● Data items
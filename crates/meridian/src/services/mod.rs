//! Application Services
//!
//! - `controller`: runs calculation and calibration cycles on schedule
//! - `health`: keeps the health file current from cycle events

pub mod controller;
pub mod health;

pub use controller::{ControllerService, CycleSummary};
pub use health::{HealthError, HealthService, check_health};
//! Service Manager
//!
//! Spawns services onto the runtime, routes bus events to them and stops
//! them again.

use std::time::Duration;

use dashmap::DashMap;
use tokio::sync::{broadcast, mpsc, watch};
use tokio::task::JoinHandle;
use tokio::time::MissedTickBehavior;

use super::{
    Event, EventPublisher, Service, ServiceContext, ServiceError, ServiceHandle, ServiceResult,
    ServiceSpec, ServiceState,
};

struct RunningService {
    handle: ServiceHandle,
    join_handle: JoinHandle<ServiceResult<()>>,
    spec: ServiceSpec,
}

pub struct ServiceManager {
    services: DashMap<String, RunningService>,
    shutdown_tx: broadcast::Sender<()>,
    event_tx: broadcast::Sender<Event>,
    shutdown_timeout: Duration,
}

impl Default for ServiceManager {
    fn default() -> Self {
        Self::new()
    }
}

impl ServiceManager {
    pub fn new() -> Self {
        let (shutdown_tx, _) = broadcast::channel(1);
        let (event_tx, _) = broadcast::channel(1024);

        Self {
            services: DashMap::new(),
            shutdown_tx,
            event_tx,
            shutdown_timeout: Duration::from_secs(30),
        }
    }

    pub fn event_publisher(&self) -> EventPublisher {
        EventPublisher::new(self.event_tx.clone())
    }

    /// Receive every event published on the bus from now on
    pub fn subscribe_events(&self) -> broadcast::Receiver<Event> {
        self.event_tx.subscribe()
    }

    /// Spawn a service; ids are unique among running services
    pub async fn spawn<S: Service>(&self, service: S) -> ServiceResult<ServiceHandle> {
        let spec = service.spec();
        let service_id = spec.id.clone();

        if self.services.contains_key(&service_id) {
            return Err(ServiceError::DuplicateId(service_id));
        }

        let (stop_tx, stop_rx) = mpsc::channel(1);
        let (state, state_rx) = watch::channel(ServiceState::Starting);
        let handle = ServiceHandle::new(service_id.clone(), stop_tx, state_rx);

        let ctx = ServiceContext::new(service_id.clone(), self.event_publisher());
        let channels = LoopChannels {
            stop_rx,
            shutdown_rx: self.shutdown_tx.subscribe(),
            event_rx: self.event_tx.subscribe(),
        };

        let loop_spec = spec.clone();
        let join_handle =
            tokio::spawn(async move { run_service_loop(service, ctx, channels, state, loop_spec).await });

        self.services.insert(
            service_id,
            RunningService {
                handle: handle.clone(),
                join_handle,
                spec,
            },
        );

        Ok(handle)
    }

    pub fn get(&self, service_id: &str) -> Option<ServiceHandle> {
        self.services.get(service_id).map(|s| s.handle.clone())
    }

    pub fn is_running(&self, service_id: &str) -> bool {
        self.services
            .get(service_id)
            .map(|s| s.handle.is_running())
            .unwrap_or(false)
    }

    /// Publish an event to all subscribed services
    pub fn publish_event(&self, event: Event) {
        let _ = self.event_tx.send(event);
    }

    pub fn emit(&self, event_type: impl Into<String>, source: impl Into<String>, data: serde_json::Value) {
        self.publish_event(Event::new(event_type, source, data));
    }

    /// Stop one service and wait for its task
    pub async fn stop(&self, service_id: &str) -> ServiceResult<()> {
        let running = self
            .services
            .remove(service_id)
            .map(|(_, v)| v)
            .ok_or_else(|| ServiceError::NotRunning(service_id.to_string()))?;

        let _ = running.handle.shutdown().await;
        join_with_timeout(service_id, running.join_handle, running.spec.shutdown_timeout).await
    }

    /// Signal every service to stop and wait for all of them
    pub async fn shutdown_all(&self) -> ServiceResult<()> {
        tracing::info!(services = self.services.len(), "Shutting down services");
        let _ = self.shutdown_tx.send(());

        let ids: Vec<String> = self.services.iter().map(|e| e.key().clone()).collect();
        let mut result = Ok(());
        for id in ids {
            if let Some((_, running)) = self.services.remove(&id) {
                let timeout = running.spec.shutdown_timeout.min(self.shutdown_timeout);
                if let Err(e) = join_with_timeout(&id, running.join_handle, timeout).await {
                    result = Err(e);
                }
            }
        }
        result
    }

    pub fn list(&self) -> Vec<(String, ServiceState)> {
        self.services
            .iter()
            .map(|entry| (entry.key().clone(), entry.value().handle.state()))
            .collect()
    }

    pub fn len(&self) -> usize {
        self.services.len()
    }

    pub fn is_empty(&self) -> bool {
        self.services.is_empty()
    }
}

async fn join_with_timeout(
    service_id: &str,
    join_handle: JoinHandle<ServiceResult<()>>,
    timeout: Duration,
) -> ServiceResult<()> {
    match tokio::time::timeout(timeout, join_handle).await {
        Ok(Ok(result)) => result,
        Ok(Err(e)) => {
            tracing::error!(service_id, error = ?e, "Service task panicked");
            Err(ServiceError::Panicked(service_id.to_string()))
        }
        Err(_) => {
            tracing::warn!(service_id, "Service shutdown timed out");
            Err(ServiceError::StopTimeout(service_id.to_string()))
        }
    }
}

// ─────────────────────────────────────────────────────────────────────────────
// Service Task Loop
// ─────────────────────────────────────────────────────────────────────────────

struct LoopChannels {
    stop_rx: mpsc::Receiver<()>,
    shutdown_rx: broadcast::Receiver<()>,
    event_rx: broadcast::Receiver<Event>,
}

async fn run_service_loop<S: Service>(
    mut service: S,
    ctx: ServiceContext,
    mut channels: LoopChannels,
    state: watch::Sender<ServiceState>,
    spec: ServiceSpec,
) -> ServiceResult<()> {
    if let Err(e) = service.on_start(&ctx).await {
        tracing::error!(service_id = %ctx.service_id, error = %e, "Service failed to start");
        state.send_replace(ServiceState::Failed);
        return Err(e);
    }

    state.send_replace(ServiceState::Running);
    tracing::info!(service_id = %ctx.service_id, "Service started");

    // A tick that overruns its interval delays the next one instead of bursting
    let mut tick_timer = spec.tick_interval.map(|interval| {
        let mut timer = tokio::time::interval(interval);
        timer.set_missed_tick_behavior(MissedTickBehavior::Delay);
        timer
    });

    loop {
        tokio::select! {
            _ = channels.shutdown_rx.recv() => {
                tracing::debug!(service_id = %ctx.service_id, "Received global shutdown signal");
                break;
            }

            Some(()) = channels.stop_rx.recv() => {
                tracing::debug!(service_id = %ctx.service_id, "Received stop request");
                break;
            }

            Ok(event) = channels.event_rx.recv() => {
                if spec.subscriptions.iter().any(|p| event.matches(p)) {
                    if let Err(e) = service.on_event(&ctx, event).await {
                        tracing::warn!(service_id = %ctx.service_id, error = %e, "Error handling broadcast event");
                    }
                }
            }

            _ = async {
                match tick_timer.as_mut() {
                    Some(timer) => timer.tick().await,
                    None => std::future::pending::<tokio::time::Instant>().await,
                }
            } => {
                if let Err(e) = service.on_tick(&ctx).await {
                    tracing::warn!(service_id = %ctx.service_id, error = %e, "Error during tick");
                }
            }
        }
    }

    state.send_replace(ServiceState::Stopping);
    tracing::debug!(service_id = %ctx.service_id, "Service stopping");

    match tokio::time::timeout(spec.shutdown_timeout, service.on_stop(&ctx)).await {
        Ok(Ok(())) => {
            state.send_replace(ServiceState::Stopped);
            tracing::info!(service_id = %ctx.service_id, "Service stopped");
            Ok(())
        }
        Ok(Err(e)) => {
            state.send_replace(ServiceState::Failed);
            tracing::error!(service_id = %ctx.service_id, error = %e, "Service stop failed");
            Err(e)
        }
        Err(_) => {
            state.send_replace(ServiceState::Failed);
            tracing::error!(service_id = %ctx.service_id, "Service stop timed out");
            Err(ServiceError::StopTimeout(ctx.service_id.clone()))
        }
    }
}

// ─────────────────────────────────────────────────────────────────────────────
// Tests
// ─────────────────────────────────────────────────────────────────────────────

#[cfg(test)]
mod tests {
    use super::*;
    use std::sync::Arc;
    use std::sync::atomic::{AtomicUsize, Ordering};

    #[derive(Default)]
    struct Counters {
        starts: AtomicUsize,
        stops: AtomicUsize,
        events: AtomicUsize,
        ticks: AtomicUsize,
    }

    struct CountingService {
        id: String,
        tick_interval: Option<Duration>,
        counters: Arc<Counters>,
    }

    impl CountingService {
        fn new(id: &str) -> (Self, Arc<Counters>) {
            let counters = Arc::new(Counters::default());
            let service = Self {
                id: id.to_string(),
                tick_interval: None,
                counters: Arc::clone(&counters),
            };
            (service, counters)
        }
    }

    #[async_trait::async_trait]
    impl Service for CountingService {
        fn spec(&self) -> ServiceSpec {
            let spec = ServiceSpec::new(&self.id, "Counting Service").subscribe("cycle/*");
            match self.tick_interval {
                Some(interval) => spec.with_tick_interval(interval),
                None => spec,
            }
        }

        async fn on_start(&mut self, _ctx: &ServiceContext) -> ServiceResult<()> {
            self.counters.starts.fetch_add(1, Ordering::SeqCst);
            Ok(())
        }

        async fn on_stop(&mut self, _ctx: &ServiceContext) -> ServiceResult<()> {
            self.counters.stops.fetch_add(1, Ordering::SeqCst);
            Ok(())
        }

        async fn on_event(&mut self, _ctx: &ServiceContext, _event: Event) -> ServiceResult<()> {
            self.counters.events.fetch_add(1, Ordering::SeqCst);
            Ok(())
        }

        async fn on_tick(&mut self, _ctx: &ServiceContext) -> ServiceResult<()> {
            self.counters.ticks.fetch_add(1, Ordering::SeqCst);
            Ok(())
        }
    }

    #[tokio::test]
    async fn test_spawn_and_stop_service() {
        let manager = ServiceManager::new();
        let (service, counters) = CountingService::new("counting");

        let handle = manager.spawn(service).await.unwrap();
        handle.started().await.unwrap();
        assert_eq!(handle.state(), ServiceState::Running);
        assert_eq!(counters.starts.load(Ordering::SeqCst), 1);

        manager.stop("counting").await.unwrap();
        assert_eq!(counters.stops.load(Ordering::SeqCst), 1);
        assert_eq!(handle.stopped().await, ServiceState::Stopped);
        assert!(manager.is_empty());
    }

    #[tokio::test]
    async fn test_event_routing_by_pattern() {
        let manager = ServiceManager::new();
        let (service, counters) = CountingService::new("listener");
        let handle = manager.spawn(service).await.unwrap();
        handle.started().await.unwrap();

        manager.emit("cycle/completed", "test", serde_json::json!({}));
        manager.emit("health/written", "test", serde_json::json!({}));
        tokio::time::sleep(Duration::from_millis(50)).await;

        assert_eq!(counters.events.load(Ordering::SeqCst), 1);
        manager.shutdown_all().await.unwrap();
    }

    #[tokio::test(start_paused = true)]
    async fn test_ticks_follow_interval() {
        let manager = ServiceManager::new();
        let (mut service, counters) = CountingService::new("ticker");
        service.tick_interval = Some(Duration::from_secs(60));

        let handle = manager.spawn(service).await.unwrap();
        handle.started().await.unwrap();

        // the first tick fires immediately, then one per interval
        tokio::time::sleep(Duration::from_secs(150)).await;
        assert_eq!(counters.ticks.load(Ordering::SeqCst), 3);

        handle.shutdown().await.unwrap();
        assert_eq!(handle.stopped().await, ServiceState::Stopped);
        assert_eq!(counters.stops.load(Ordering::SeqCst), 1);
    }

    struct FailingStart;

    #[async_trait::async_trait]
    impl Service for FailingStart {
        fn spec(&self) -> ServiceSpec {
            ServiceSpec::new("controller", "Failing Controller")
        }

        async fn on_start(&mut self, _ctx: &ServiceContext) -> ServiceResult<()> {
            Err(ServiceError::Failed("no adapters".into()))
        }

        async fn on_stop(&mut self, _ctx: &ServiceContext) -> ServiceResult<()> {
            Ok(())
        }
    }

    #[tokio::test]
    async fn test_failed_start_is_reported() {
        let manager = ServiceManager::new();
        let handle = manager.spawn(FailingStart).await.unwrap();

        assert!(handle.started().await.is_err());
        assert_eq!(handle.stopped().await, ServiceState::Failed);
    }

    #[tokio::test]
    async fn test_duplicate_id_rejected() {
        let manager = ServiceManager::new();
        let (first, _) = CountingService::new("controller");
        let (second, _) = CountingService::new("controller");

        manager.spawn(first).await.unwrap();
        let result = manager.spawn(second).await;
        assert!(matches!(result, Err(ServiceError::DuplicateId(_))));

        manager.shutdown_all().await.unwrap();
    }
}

● TASK DETAILS
Copy out the lines above exactly, beginning at the one that contains "if let Err(e) = service.on_tick(&ctx).await" and ending at the one that contains "state.send_replace(ServiceState::Stopping);".

● EXERCISE RESPONSE
                if let Err(e) = service.on_tick(&ctx).await {
                    tracing::warn!(service_id = %ctx.service_id, error = %e, "Error during tick");
                }
            }
        }
    }

    state.send_replace(ServiceState::Stopping);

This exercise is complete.